Dec
7
2011
Biershenk Redemption
By Stephanie Wei under PGA Tour

Patience can get you to the bigs

A year ago, 38-year-old Tommy Biershenk missed his PGA Tour card by a shot.

Since Biershenk turned pro in 1997, he’s gone to Q-school every fall, including five or six trips to finals. Each time he had to wait another year playing on the Nationwide and/or mini tours  — except for 2005 when he was broke and went to work on a farm for about a year, while also starting a golf cart business that ended up losing money — to try again. Finally, in his fifteenth attempt he fulfilled his lifelong dream.

I happened to remember Biershenk’s close call in 2010, along with feeling bad for him after running into him later that day and hearing his disappointment while he rehashed the last few holes. He was paired with my old pal Andres Gonzales in the final round in 2010 at Orange County National.

I walked with the group in their last nine holes and recall an unfavorable bounce that Biershenk caught on his approach shot on the par-5 16th. He was in the rough, so the ball was going to come out hot, but he played it perfectly, landing it short of the green and it looked like it was going to run up next to the back left pin. Except it took a hard hop and he hit the 8-iron a little too well, so it ran through the green just into a tight lie in the rough. He didn’t get up and down and missed the number by a stroke.

This time around at PGA West, Biershenk, who lives in Boiling Springs, South Carolina, finished tied for fifth at 14-under for the week, six shots clear of the cut-off mark. He knew he was in good position, but it’s not over until the last hole, the 18th at Nicklaus Tournament, which happens to be a difficult and intimidating hole with water running all along the right side, basically from tee to green (just ask all the guys who doubled it).

“The last thing you want to do is think of a way to piss it away,” he said, referring to his thought process on the last hole.

When he safely reached the green with 5-iron, he could finally breathe and enjoy the moment.

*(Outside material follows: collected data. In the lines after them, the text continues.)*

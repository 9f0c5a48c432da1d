//! dct command - Transform vectors and compress grayscale images

use std::path::PathBuf;

use anyhow::{Context as _, Result};
use serde_json::json;

use crate::cli::Context;
use crate::dct::image::{compress_image, GrayImage};
use crate::dct::{demo_vectors, dct_1d, idct_1d, transform_matrix, KeepRatio, Matrix};
use crate::ui::{output, prompts};

/// Transform one or more sample vectors and reconstruct them.
pub fn vector(ctx: &Context, values: Option<String>, demo: bool, matrix: bool) -> Result<()> {
    let sets: Vec<(String, Vec<f64>)> = if demo {
        demo_vectors()
            .into_iter()
            .map(|(name, v)| (name.to_string(), v))
            .collect()
    } else {
        let samples = resolve_samples(ctx, values)?;
        vec![("input".to_string(), samples)]
    };

    let mut json_entries = Vec::new();

    for (name, samples) in &sets {
        let coefficients = dct_1d(samples)?;
        let reconstructed = idct_1d(&coefficients)?;

        if ctx.json {
            json_entries.push(json!({
                "name": name,
                "samples": samples,
                "coefficients": coefficients,
                "reconstructed": reconstructed,
            }));
            continue;
        }

        println!("--- {} ---", name);
        println!("samples:       {}", output::format_float_vec(samples));
        println!("coefficients:  {}", output::format_float_vec(&coefficients));
        println!("reconstructed: {}", output::format_float_vec(&reconstructed));
        if matrix {
            println!("transformation matrix:");
            let a = transform_matrix(samples.len());
            for r in 0..a.rows() {
                let row: Vec<f64> = (0..a.cols()).map(|c| a[(r, c)]).collect();
                println!("  {}", output::format_float_vec(&row));
            }
        }
        println!();
    }

    if ctx.json {
        println!("{}", serde_json::to_string_pretty(&json_entries)?);
    }
    Ok(())
}

/// Compress a PGM image by truncating high-frequency DCT coefficients.
pub fn image(
    ctx: &Context,
    input: PathBuf,
    keep: Option<f64>,
    output_path: Option<PathBuf>,
    diff: Option<PathBuf>,
    coefficients: Option<PathBuf>,
    ascii: bool,
) -> Result<()> {
    let keep = resolve_keep_ratio(ctx, keep)?;

    let image = GrayImage::load_pgm(&input)
        .with_context(|| format!("failed to load image '{}'", input.display()))?;
    output::debug(
        format!("loaded {}x{} image", image.width(), image.height()),
        ctx.verbosity(),
    );

    let result = compress_image(&image, keep)?;

    let output_path = output_path.unwrap_or_else(|| default_output_path(&input));
    result
        .reconstructed
        .save_pgm(&output_path, !ascii)
        .with_context(|| format!("failed to write '{}'", output_path.display()))?;

    if let Some(path) = &diff {
        result
            .difference
            .save_pgm(path, !ascii)
            .with_context(|| format!("failed to write '{}'", path.display()))?;
    }

    if let Some(path) = &coefficients {
        let truncated = crate::dct::truncate(&crate::dct::dct_2d(&image.to_matrix())?, keep);
        spectrum_image(&truncated)?
            .save_pgm(path, !ascii)
            .with_context(|| format!("failed to write '{}'", path.display()))?;
    }

    if ctx.json {
        println!(
            "{}",
            serde_json::to_string_pretty(&json!({
                "input": input.display().to_string(),
                "output": output_path.display().to_string(),
                "width": image.width(),
                "height": image.height(),
                "keep_percent": keep.percent(),
                "report": result.report,
            }))?
        );
        return Ok(());
    }

    output::print(
        format!(
            "reconstructed {}x{} image with {:.0}% of coefficients ({} of {})",
            image.width(),
            image.height(),
            keep.percent(),
            result.report.kept_coefficients,
            result.report.total_coefficients,
        ),
        ctx.verbosity(),
    );
    output::print(
        format!(
            "max abs error {:.3}, mean squared error {:.3}",
            result.report.max_abs_error, result.report.mean_squared_error,
        ),
        ctx.verbosity(),
    );
    println!("{}", output_path.display());
    Ok(())
}

/// Resolve the keep percentage: flag, then interactive prompt (default from
/// config), then the config value alone.
fn resolve_keep_ratio(ctx: &Context, keep: Option<f64>) -> Result<KeepRatio> {
    if let Some(percent) = keep {
        return Ok(KeepRatio::from_percent(percent)?);
    }

    let config_percent = ctx.config.keep_ratio() * 100.0;
    if !ctx.interactive {
        return Ok(KeepRatio::from_percent(config_percent)?);
    }

    let default = format!("{}", config_percent);
    loop {
        let raw = prompts::input(
            "Enter the keep ratio for DCT compression (0-100)",
            Some(&default),
            ctx.interactive,
        )?;
        match raw.parse::<f64>() {
            Ok(percent) => match KeepRatio::from_percent(percent) {
                Ok(keep) => return Ok(keep),
                Err(err) => output::error(err),
            },
            Err(_) => output::error(format!("invalid number '{}'", raw)),
        }
    }
}

/// Resolve the sample list, prompting in interactive mode.
fn resolve_samples(ctx: &Context, values: Option<String>) -> Result<Vec<f64>> {
    if let Some(raw) = values {
        return parse_samples(&raw).map_err(anyhow::Error::msg);
    }
    loop {
        let raw = prompts::input(
            "Enter samples separated by commas",
            None,
            ctx.interactive,
        )
        .context("missing samples; pass --values or run interactively")?;
        match parse_samples(&raw) {
            Ok(samples) => return Ok(samples),
            Err(err) => output::error(err),
        }
    }
}

fn parse_samples(raw: &str) -> Result<Vec<f64>, String> {
    let samples: Result<Vec<f64>, String> = raw
        .split(',')
        .map(str::trim)
        .filter(|part| !part.is_empty())
        .map(|part| {
            part.parse()
                .map_err(|_| format!("invalid number '{}'", part))
        })
        .collect();
    let samples = samples?;
    if samples.is_empty() {
        return Err("expected at least one sample".to_string());
    }
    Ok(samples)
}

/// Default reconstructed-image path: `photo.pgm` -> `photo-reconstructed.pgm`.
fn default_output_path(input: &std::path::Path) -> PathBuf {
    let stem = input
        .file_stem()
        .map(|s| s.to_string_lossy().into_owned())
        .unwrap_or_else(|| "image".to_string());
    input.with_file_name(format!("{}-reconstructed.pgm", stem))
}

/// Log-scaled magnitude of a coefficient matrix as a grayscale image.
fn spectrum_image(coefficients: &Matrix) -> Result<GrayImage> {
    let log_scaled = coefficients.map(|v| (v.abs() + 1.0).ln());
    let max = log_scaled.iter().fold(0.0f64, f64::max);
    let normalized = if max > 0.0 {
        log_scaled.map(|v| v / max * 255.0)
    } else {
        log_scaled
    };
    Ok(GrayImage::from_matrix(&normalized)?)
}

#[cfg(test)]
mod tests {
    use super::*;

    #[test]
    fn parse_samples_handles_spacing() {
        assert_eq!(
            parse_samples("1, 2.5 ,3").unwrap(),
            vec![1.0, 2.5, 3.0]
        );
    }

    #[test]
    fn parse_samples_rejects_garbage() {
        assert!(parse_samples("1,x").is_err());
        assert!(parse_samples("").is_err());
    }

    #[test]
    fn default_output_path_appends_suffix() {
        assert_eq!(
            default_output_path(std::path::Path::new("dir/photo.pgm")),
            PathBuf::from("dir/photo-reconstructed.pgm")
        );
    }

    #[test]
    fn spectrum_of_zero_matrix_is_black() {
        let image = spectrum_image(&Matrix::zeros(2, 2)).unwrap();
        assert!(image.pixels().iter().all(|&p| p == 0));
    }
}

“Everything lifted off of me,” he said on Monday after signing for a four-under 68. “It’s exciting.  I can’t explain how excited I am right now.  It’ll hit me later, I’m sure.  I’ve been at it a long time. I’m 38 years old and been a pro since 1997, and this has been my goal, and it took this long.”

How did he control his nerves?

“I’m not in control,” he said. “I put God in control of my life and everything that I do.  I’ve got nothing to lose.  I’ve got Nationwide status, and I can just go up from here.  I went out and just took it one shot at a time, and like I said, most importantly, stayed patient.  I tried not to get too fast.  I get walking fast when I get nervous.

“It was a long week, and I’m worn out, and I’m sure the rest of the guys are.  I’m excited that I played good, and it’s a great feeling.  It’s a burden off my shoulders right now because it’s something I’ve been after all my life.”

Biershenk was still processing the reality, but his elation was contagious. He even looked like he was tearing up a bit, which then almost makes you do the same. Many say when you finally earn your card, it’s validation that you are indeed good enough to be playing at the highest level. Until then, there’s always a hint of uncertainty — even if it’s the tiniest bit — whether or not you’re good enough and belong.

“The longer it goes, it seems like the harder you try, and I try to go out there and relax and just let it happen,” he said, referring to how difficult it is for others to understand the experience of trying to pass Q-school finals year after year. “I feel like my game is as good as most of the guys ‑‑ some of the best players in the world.  Just my time hasn’t come, and I knew if I stayed patient, wait and keep my head held high that things would come around.  Fortunately, this year I reached my goal.”

His journey is only beginning — at least the one where he starts the 2012 season as a PGA Tour member  — but it’s impossible not to be happy and root for the guy. After all, it did take a lot of patience, guts and determination.